Использовал какое-то время, да. Это программа (более новые версии) сейчас стала платной, но у меня сохранилась бесплатная. Выкладываю кому интересно. Использовать на собственный страх и риск.
P.S.: Если только некоторые (несистемные), то тогда лучше задать ключ в реестре:

Разрешить запуск приложений, кроме указанных в списке. Делается это так:

HKEY_CURRENT_USER\SOFTWARE\Microsoft\ Windows\CurrentVerson\Policies\Explorer 
DWORD DisallowRun, значение 1 - запрещает запуск приложений указанных в списке:
HKCU\Software\Microsoft\Windows\CurrentVersion\Pol  icies\Explorer\DisallowRun
Параметры типа STRING - список запрещённых приложений.

"1" - "program.exe"
"2" - "thebat.exe"
"3" - "icq.exe"

Обходится легко, кстати.

Paul

----------


## chap

Пробовал через реестр(как выше описывается) запретить запуск IE, не получается,запускается все равно.Может не так что-то я делаю.
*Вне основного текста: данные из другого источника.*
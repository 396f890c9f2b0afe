//! Low-frequency sweep that ends overdue rounds for events nobody is polling.

use std::time::Duration;

use tokio::time::MissedTickBehavior;
use tokio_util::sync::CancellationToken;
use tracing::{debug, info};

use crate::{services::timer_service, state::SharedState};

/// Run the sweep loop until `cancel` is triggered.
pub async fn run(state: SharedState, every: Duration, cancel: CancellationToken) {
    info!(interval_secs = every.as_secs(), "expiry sweep started");

    let mut interval = tokio::time::interval(every);
    interval.set_missed_tick_behavior(MissedTickBehavior::Delay);

    loop {
        tokio::select! {
            _ = cancel.cancelled() => {
                info!("expiry sweep stopping");
                break;
            }
            _ = interval.tick() => {
                let expired = timer_service::sweep_expired(&state).await;
                if expired > 0 {
                    info!(expired, "expiry sweep ended overdue rounds");
                } else {
                    debug!("expiry sweep found nothing to do");
                }
            }
        }
    }
}
//! Payloads pushed on `/events/{event_id}/timer/stream`.

use serde::Serialize;

use crate::dto::timer::{RoundEndedEvent, TimerSnapshot};

/// SSE event name carrying a full [`TimerSnapshot`].
pub const EVENT_TIMER_UPDATED: &str = "timer.updated";
/// SSE event name carrying a [`RoundEndedEvent`].
pub const EVENT_ROUND_ENDED: &str = "round.ended";

/// Typed item travelling through an event's broadcast channel. Serialized only at the SSE edge.
#[derive(Clone, Debug, PartialEq, Eq)]
pub enum TimerStreamEvent {
    /// Latest authoritative snapshot.
    Updated(TimerSnapshot),
    /// A round finished.
    RoundEnded(RoundEndedEvent),
}

impl TimerStreamEvent {
    /// SSE `event:` field.
    pub fn name(&self) -> &'static str {
        match self {
            TimerStreamEvent::Updated(_) => EVENT_TIMER_UPDATED,
            TimerStreamEvent::RoundEnded(_) => EVENT_ROUND_ENDED,
        }
    }

    /// SSE `data:` field.
    pub fn data(&self) -> serde_json::Result<String> {
        match self {
            TimerStreamEvent::Updated(snapshot) => to_json(snapshot),
            TimerStreamEvent::RoundEnded(signal) => to_json(signal),
        }
    }
}

fn to_json(payload: &impl Serialize) -> serde_json::Result<String> {
    serde_json::to_string(payload)
}

#[cfg(test)]
mod tests {
    use uuid::Uuid;

    use super::*;

    #[test]
    fn round_ended_event_is_named_and_encoded() {
        let event_id = Uuid::nil();
        let event = TimerStreamEvent::RoundEnded(RoundEndedEvent { event_id, round: 2 });

        assert_eq!(event.name(), "round.ended");
        let data: serde_json::Value = serde_json::from_str(&event.data().unwrap()).unwrap();
        assert_eq!(data["round"], 2);
        assert_eq!(data["event_id"], event_id.to_string());
    }
}
//! Integration tests driving the reqwest-backed client against a served router.
#![cfg(feature = "http-client")]

mod common;

use std::sync::Arc;

use axum::Router;
use common::{ADMIN_TOKEN, VIEWER_TOKEN, build_test_app};
use round_timer_back::{
    client::{
        ClientConfig, ClientError, HttpTimerApi, MemoryRecoveryStore, ObserverOptions,
        TimerAction, TimerApi, TimerObserver,
    },
    state::timer::TimerStatus,
};
use tokio::net::TcpListener;
use uuid::Uuid;

/// Serve `app` on an ephemeral port and return its base URL.
async fn serve(app: Router) -> String {
    let listener = TcpListener::bind("127.0.0.1:0").await.unwrap();
    let addr = listener.local_addr().unwrap();
    tokio::spawn(async move {
        axum::serve(listener, app).await.unwrap();
    });
    format!("http://{addr}")
}

fn client(base_url: &str, token: &str) -> HttpTimerApi {
    HttpTimerApi::new(&ClientConfig::new(base_url, token)).unwrap()
}

#[tokio::test]
async fn fetch_write_and_rejected_write() {
    let app = build_test_app();
    let base_url = serve(app.router).await;
    let api = client(&base_url, ADMIN_TOKEN);

    let fetched = api.fetch(app.live_event).await.unwrap();
    assert_eq!(fetched.status, TimerStatus::Inactive);
    assert_eq!(fetched.final_round, 3);

    let started = api.send(app.live_event, TimerAction::Start).await.unwrap();
    assert_eq!(started.status, TimerStatus::Active);
    assert_eq!(started.current_round, 1);
    assert_eq!(started.epoch, fetched.epoch);
    assert!(started.version > fetched.version);

    app.clock.advance(15);
    let pause = TimerAction::Pause {
        time_remaining: Some(165),
    };
    let paused = api.send(app.live_event, pause.clone()).await.unwrap();
    assert_eq!(paused.pause_time_remaining, Some(165));

    let err = api.send(app.live_event, pause).await.unwrap_err();
    assert_eq!(err.status(), Some(409));
    let timer = err.timer().expect("rejection carries the current timer");
    assert_eq!(timer.status, TimerStatus::Paused);
    assert_eq!(timer.version, paused.version);
}

#[tokio::test]
async fn duration_update_is_sent_as_json() {
    let app = build_test_app();
    let base_url = serve(app.router).await;
    let api = client(&base_url, ADMIN_TOKEN);

    api.send(app.live_event, TimerAction::Start).await.unwrap();
    app.clock.advance(60);
    let updated = api
        .send(
            app.live_event,
            TimerAction::UpdateDuration {
                round_duration: Some(240),
                break_duration: None,
            },
        )
        .await
        .unwrap();
    assert_eq!(updated.round_duration, 240);
    assert_eq!(updated.seconds_remaining, 180);
}

#[tokio::test]
async fn refusals_without_timer_map_to_rejected() {
    let app = build_test_app();
    let base_url = serve(app.router).await;

    let viewer = client(&base_url, VIEWER_TOKEN);
    match viewer.send(app.live_event, TimerAction::Start).await {
        Err(ClientError::Rejected { status, timer, .. }) => {
            assert_eq!(status, 403);
            assert!(timer.is_none());
        }
        other => panic!("expected a 403 rejection, got {other:?}"),
    }

    let stranger = client(&base_url, "not-a-token");
    let err = stranger.fetch(app.live_event).await.unwrap_err();
    assert_eq!(err.status(), Some(401));

    let err = viewer.fetch(Uuid::new_v4()).await.unwrap_err();
    assert_eq!(err.status(), Some(404));
}

#[tokio::test]
async fn unreachable_authority_is_a_send_error() {
    let listener = TcpListener::bind("127.0.0.1:0").await.unwrap();
    let base_url = format!("http://{}", listener.local_addr().unwrap());
    drop(listener);

    let err = client(&base_url, ADMIN_TOKEN)
        .fetch(Uuid::new_v4())
        .await
        .unwrap_err();
    assert!(matches!(err, ClientError::RequestSend { .. }));
}

#[tokio::test]
async fn observer_controls_timer_over_http() {
    let app = build_test_app();
    let base_url = serve(app.router).await;
    let api = Arc::new(client(&base_url, ADMIN_TOKEN));

    let observer = TimerObserver::spawn(
        api,
        app.live_event,
        ObserverOptions {
            recovery: Arc::new(MemoryRecoveryStore::new()),
            clock: Arc::new(app.clock.clone()),
            ..ObserverOptions::default()
        },
    );

    let started = observer.control(TimerAction::Start).await.unwrap();
    assert_eq!(started.status, TimerStatus::Active);
    let view = observer.current();
    assert_eq!(view.status, TimerStatus::Active);
    assert_eq!(view.current_round, 1);
    assert_eq!(view.seconds_remaining, 180);

    let err = observer.control(TimerAction::NextRound).await.unwrap_err();
    assert_eq!(err.status(), Some(409));
    assert_eq!(observer.current().status, TimerStatus::Active);

    observer.stop().await;
}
Пробовал установить Вашу программу,не запускается,требует пароль.Где его брать...?

----------


## XP user

> Пробовал через реестр(как выше описывается) запретить запуск IE, не получается,запускается все равно.Может не так что-то я делаю.
> 
> Пробовал установить Вашу программу,не запускается,требует пароль.Где его брать...?


Через реестр можно только запретить НЕсистемные. IE считается системным. Не пойдёт запрет. Могу подсказать как от него избавиться.  :Wink: 
Пароль? Возможно он требует пароль, который вы хотите использовать в работе с программой, нет? Покажите скриншот сообщения.

Paul

----------


## chap

Теперь понятно по IE.Если Вам не трудно, подскажите ,как избавиться.

Окошко выскакивает -там написано:введите пароль,что-то ввожу, пишет-пароль не верный.

Скиншот сделать -это ж надо прогу иметь для этого?

----------


## XP user

> Теперь понятно по IE.Если Вам не трудно, подскажите ,как избавиться.


Напишу. Ждите. Способы существуют разные. Думаю, что стоит даже создать отдельный топик. Я вам потом здесь дам ссылку...  :Smiley: 




> Окошко выскакивает -там написано:введите пароль,что-то ввожу, пишет-пароль не верный.
> 
> Скиншот сделать -это ж надо прогу иметь для этого?


Кнопка PrinScreen/SysRq (с права от F12)? Потом на radikal.ru выложить...
P.S.: уже не надо:


Paul

----------


## chap

Будем ждать,СПАСИБО.

----------


## XP user

> Будем ждать,СПАСИБО.


Пароль: ExeLockdown (с учётом регистра!)
P.S.: Потом (после установки) советую поменять



> Теперь понятно по IE.Если Вам не трудно, подскажите ,как избавиться.


Как обезвредить Internet Explorer

Paul

----------


## pilor

Ребята очень надо программа exelockdown бесплатная.Или на новую версию "ключик"

----------


## PavelA

За поиск кряков - пока пожурим, потом будет замечание.

----------